On October 31, 2009, Womack retired with over 30 years of service from the Arkansas Army National Guard at the rank of colonel. Before his retirement, he commanded the 233rd Regiment, Arkansas Regional Training Institute.

From 1990 to 1996, Womack served as an executive officer for the United States Army Reserve Officers' Training Corps. From 1996 to 1998, he worked as a financial consultant for Merrill Lynch & Co.

Mayor of Rogers 
In 1998, Womack was elected mayor of Rogers, holding the post for 12 years. During his mayoralty, Womack sought to crack down on illegal immigration by assigning two Immigration and Naturalization Service agents to the Rogers Police Department. As a result, the Mexican American Legal Defense and Educational Fund filed a class-action suit against the city's police force, accusing it of racial profiling.

Womack was reelected unopposed in 2002 and 2006, holding the office until he ran for Congress in 2010

U.S. House of Representatives

Elections

2010

In late 2009, Womack jumped into the race for the 3rd District after incumbent Representative John Boozman announced that he would run for the United States Senate. The 3rd is one of the most Republican districts in the South and the nation (Republicans have held it since 1967), and it was generally believed that whoever won the Republican primary would be the district's next representative. Womack ranked first in the seven-candidate primary with 31% of the vote. In the June runoff, he defeated State Senator and fellow Rogers resident Cecile Bledsoe, 52%-48%.

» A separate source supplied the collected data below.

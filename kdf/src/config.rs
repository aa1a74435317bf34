//! Derivation configuration
//!
//! Parameters for a derivation as they arrive from files or command lines.
//! Lengths are signed here because that is where a negative value can show
//! up; validation turns them into `usize` before anything runs.

use crate::counter::{DEFAULT_KDF3_COUNTER_WIDTH, MIN_KDF3_COUNTER_WIDTH};
use crate::primitives::checked_length;
use crate::{KdfError, KdfFunction, Result};
use isokdf_hashing::HashAlgorithm;
use serde::{Deserialize, Serialize};
use std::path::Path;

/// Derivation parameters
#[derive(Debug, Clone, PartialEq, Eq, Serialize, Deserialize)]
pub struct DerivationConfig {
    /// Function to evaluate
    #[serde(default)]
    pub function: KdfFunction,
    /// Hash algorithm
    #[serde(default)]
    pub hash: HashAlgorithm,
    /// KDF3 counter width in octets (ignored by the other functions)
    #[serde(default = "default_counter_width")]
    pub counter_width: usize,
    /// Requested output length in octets
    #[serde(default = "default_length")]
    pub length: i64,
}

fn default_counter_width() -> usize {
    DEFAULT_KDF3_COUNTER_WIDTH
}

fn default_length() -> i64 {
    32
}

impl Default for DerivationConfig {
    fn default() -> Self {
        Self {
            function: KdfFunction::default(),
            hash: HashAlgorithm::default(),
            counter_width: default_counter_width(),
            length: default_length(),
        }
    }
}

/// Wire form with plain strings, so unknown identifiers map to our own errors
#[derive(Debug, Default, Deserialize)]
#[serde(deny_unknown_fields)]
struct RawDerivationConfig {
    function: Option<String>,
    hash: Option<String>,
    counter_width: Option<usize>,
    length: Option<i64>,
}

impl DerivationConfig {
    /// ISO 18033 KDF1 with SHA-1, 32 octets
    #[must_use]
    pub fn iso18033_kdf1() -> Self {
        Self {
            function: KdfFunction::Kdf1,
            ..Self::default()
        }
    }

    /// ISO 18033 KDF2 with SHA-1, 32 octets
    #[must_use]
    pub fn iso18033_kdf2() -> Self {
        Self {
            function: KdfFunction::Kdf2,
            ..Self::default()
        }
    }

    /// ISO 18033 KDF3 with SHA-1, 64-octet counter, 32 octets
    #[must_use]
    pub fn iso18033_kdf3() -> Self {
        Self {
            function: KdfFunction::Kdf3,
            ..Self::default()
        }
    }

    /// PKCS#1 MGF1 with SHA-256, 32 octets
    #[must_use]
    pub fn pkcs1_mgf1() -> Self {
        Self {
            function: KdfFunction::Mgf1,
            hash: HashAlgorithm::Sha256,
            ..Self::default()
        }
    }

    /// Parse a JSON document; absent fields take their defaults
    ///
    /// # Errors
    ///
    /// - [`KdfError::InvalidConfig`] for malformed JSON, unknown fields or an
    ///   unknown function name
    /// - [`KdfError::UnsupportedAlgorithm`] for an unregistered hash identifier
    pub fn from_json_str(json: &str) -> Result<Self> {
        let raw: RawDerivationConfig = serde_json::from_str(json)
            .map_err(|e| KdfError::invalid_config(format!("malformed configuration: {e}")))?;

        let defaults = Self::default();
        Ok(Self {
            function: raw
                .function
                .as_deref()
                .map(str::parse::<KdfFunction>)
                .transpose()?
                .unwrap_or(defaults.function),
            hash: raw
                .hash
                .as_deref()
                .map(str::parse::<HashAlgorithm>)
                .transpose()?
                .unwrap_or(defaults.hash),
            counter_width: raw.counter_width.unwrap_or(defaults.counter_width),
            length: raw.length.unwrap_or(defaults.length),
        })
    }

    /// Read and parse a JSON configuration file
    ///
    /// # Errors
    ///
    /// Returns [`KdfError::InvalidConfig`] if the file cannot be read, plus
    /// everything [`Self::from_json_str`] can return.
    pub fn from_path(path: impl AsRef<Path>) -> Result<Self> {
        let path = path.as_ref();
        let contents = std::fs::read_to_string(path).map_err(|e| {
            KdfError::invalid_config(format!("cannot read {}: {e}", path.display()))
        })?;
        Self::from_json_str(&contents)
    }

    /// Serialize to pretty-printed JSON
    ///
    /// # Errors
    ///
    /// Returns [`KdfError::Internal`] if serialization fails.
    pub fn to_json(&self) -> Result<String> {
        serde_json::to_string_pretty(self)
            .map_err(|e| KdfError::internal(format!("config serialization failed: {e}")))
    }

    /// Check the parameters and return the output length as `usize`
    ///
    /// # Errors
    ///
    /// - [`KdfError::InvalidLength`] for a negative length
    /// - [`KdfError::CounterWidthTooSmall`] for a KDF3 width below 4 octets
    pub fn validate(&self) -> Result<usize> {
        let length = checked_length(self.length)?;
        if self.function.uses_counter_width() && self.counter_width < MIN_KDF3_COUNTER_WIDTH {
            return Err(KdfError::CounterWidthTooSmall {
                width: self.counter_width,
                minimum: MIN_KDF3_COUNTER_WIDTH,
            });
        }
        Ok(length)
    }
}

In the general election, Womack defeated Democratic nominee David Whitaker, 72%-28%.

2012

Womack was originally set to face veteran Ken Aden in his reelection bid, but Aden withdrew from the race on July 8, after admitting to exaggerating his military record. As it was too late to select a replacement candidate for Aden (under Arkansas law, the Democratic Party could only name a replacement at that date if the original candidate died, moved out of the district or opted to seek another office), Womack faced no major-party opposition in November. He was reelected with 76% of the vote, defeating Rebekah Kennedy (Green Party of the United States, 16%) and David Pangrac (Libertarian Party (United States), 8%).

2014

Thomas Brewer, a math teacher and minister, originally announced he was challenging Womack for the Republican nomination, and Troy Gittings, a high school English teacher and stand-up comedian, had announced he was running for the Democratic nomination. But neither Brewer nor Gittings ended up filing, leaving Libertarian Grant Brand as Womack's only challenger. He was reelected with 79% of the vote to Brand's 21%.

2016

Womack again faced no Democratic candidate in the general election. He defeated Libertarian Steve Isaacson 77%-23%.

2018

Womack faced a Republican primary challenge from Robb Ryerse, a self-described "progressive Republican." He defeated Ryerse, 84%-16%.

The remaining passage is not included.